Tell how many lines in the listing below contain the word "analyze", giving the number alone.

▶ _Data extract_
::::
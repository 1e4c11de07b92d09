// SPDX-FileCopyrightText: 2026 Life Debugger Contributors
// SPDX-License-Identifier: MIT OR Apache-2.0

//! Adapter trait definitions.
//!
//! Adapters extend the [`PluginAdapter`] base trait and use `#[async_trait]`
//! so they can be held as `Arc<dyn ProviderAdapter>`.

pub mod adapter;
pub mod provider;

pub use adapter::PluginAdapter;
pub use provider::ProviderAdapter;
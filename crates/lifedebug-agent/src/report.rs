// SPDX-FileCopyrightText: 2026 Life Debugger Contributors
// SPDX-License-Identifier: MIT OR Apache-2.0

//! The report client: one image in, one structured [`LifeDebugReport`] out.

use std::sync::Arc;

use lifedebug_core::types::{ContentBlock, ProviderMessage, ProviderRequest};
use lifedebug_core::{AnalysisVibe, ChatRole, LifeDebugError, LifeDebugReport, ProviderAdapter};
use serde_json::{Value, json};
use tracing::{info, warn};

use crate::persona;

/// The response schema sent with every analysis call.
///
/// Uses Gemini's OpenAPI-subset type names. All eight fields are required.
pub fn report_schema() -> Value {
    let string = |description: &str| json!({"type": "STRING", "description": description});
    let string_list = |description: &str| {
        json!({"type": "ARRAY", "items": {"type": "STRING"}, "description": description})
    };

    json!({
        "type": "OBJECT",
        "properties": {
            "ai_reaction": string("A short, 1-sentence witty, funny, or sarcastic reaction to the image context based on the requested vibe."),
            "whats_broken": string("A concise summary of what is wrong, inefficient, or messy in the image."),
            "why_it_matters": string("The negative impact of the current state (stress, financial loss, wasted time)."),
            "optimized_version": string("A vivid description of what the ideal, fixed state looks like."),
            "step_by_step_fix": string_list("Actionable, ordered steps to fix the problem."),
            "priority_tasks": string_list("The top 3 most urgent tasks (P1, P2, P3)."),
            "future_prevention_plan": string_list("Habits or systems to prevent this from happening again."),
            "follow_up_question": string("A brief, engaging question or prompt to the user to encourage them to start the first task immediately."),
        },
        "required": [
            "ai_reaction",
            "whats_broken",
            "why_it_matters",
            "optimized_version",
            "step_by_step_fix",
            "priority_tasks",
            "future_prevention_plan",
            "follow_up_question"
        ]
    })
}

/// Parses model output into a report, enforcing the eight-field shape.
pub fn parse_report(text: &str) -> Result<LifeDebugReport, LifeDebugError> {
    if text.trim().is_empty() {
        return Err(LifeDebugError::AnalysisFailed {
            message: "no response generated from the model".into(),
            source: None,
        });
    }

    serde_json::from_str(text).map_err(|e| LifeDebugError::AnalysisFailed {
        message: format!("model output is not a valid report: {e}"),
        source: Some(Box::new(e)),
    })
}

/// Sends analysis requests to a provider.
#[derive(Clone)]
pub struct ReportClient {
    provider: Arc<dyn ProviderAdapter>,
    model: String,
    thinking_budget: u32,
}

impl ReportClient {
    pub fn new(provider: Arc<dyn ProviderAdapter>, model: impl Into<String>, thinking_budget: u32) -> Self {
        Self {
            provider,
            model: model.into(),
            thinking_budget,
        }
    }

    /// Builds the single-turn request for an analysis. Pure.
    pub fn build_request(
        &self,
        image_base64: &str,
        mime_type: &str,
        vibe: AnalysisVibe,
        user_context: &str,
    ) -> ProviderRequest {
        ProviderRequest {
            model: self.model.clone(),
            system_instruction: None,
            messages: vec![ProviderMessage {
                role: ChatRole::User,
                content: vec![
                    ContentBlock::Image {
                        media_type: mime_type.to_string(),
                        data: image_base64.to_string(),
                    },
                    ContentBlock::Text {
                        text: persona::analysis_prompt(vibe, user_context),
                    },
                ],
            }],
            response_schema: Some(report_schema()),
            thinking_budget: Some(self.thinking_budget),
        }
    }

    /// Runs one analysis call. Exactly one outbound request; no retry.
    pub async fn analyze(
        &self,
        image_base64: &str,
        mime_type: &str,
        vibe: AnalysisVibe,
        user_context: &str,
    ) -> Result<LifeDebugReport, LifeDebugError> {
        if image_base64.is_empty() {
            return Err(LifeDebugError::invalid_input("no image data to analyze"));
        }

        info!(%vibe, model = %self.model, "analysis started");
        let request = self.build_request(image_base64, mime_type, vibe, user_context);

        let response = self.provider.complete(request).await.map_err(|e| {
            warn!(provider = self.provider.name(), error = %e, "analysis call failed");
            LifeDebugError::AnalysisFailed {
                message: e.to_string(),
                source: Some(Box::new(e)),
            }
        })?;

        let report = parse_report(response.text.as_deref().unwrap_or_default()).inspect_err(|e| {
            warn!(finish_reason = ?response.finish_reason, error = %e, "analysis response rejected");
        })?;

        info!(
            %vibe,
            steps = report.step_by_step_fix.len(),
            input_tokens = response.usage.input_tokens,
            output_tokens = response.usage.output_tokens,
            "analysis finished"
        );
        Ok(report)
    }
}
::::
▶ _Completed task_
2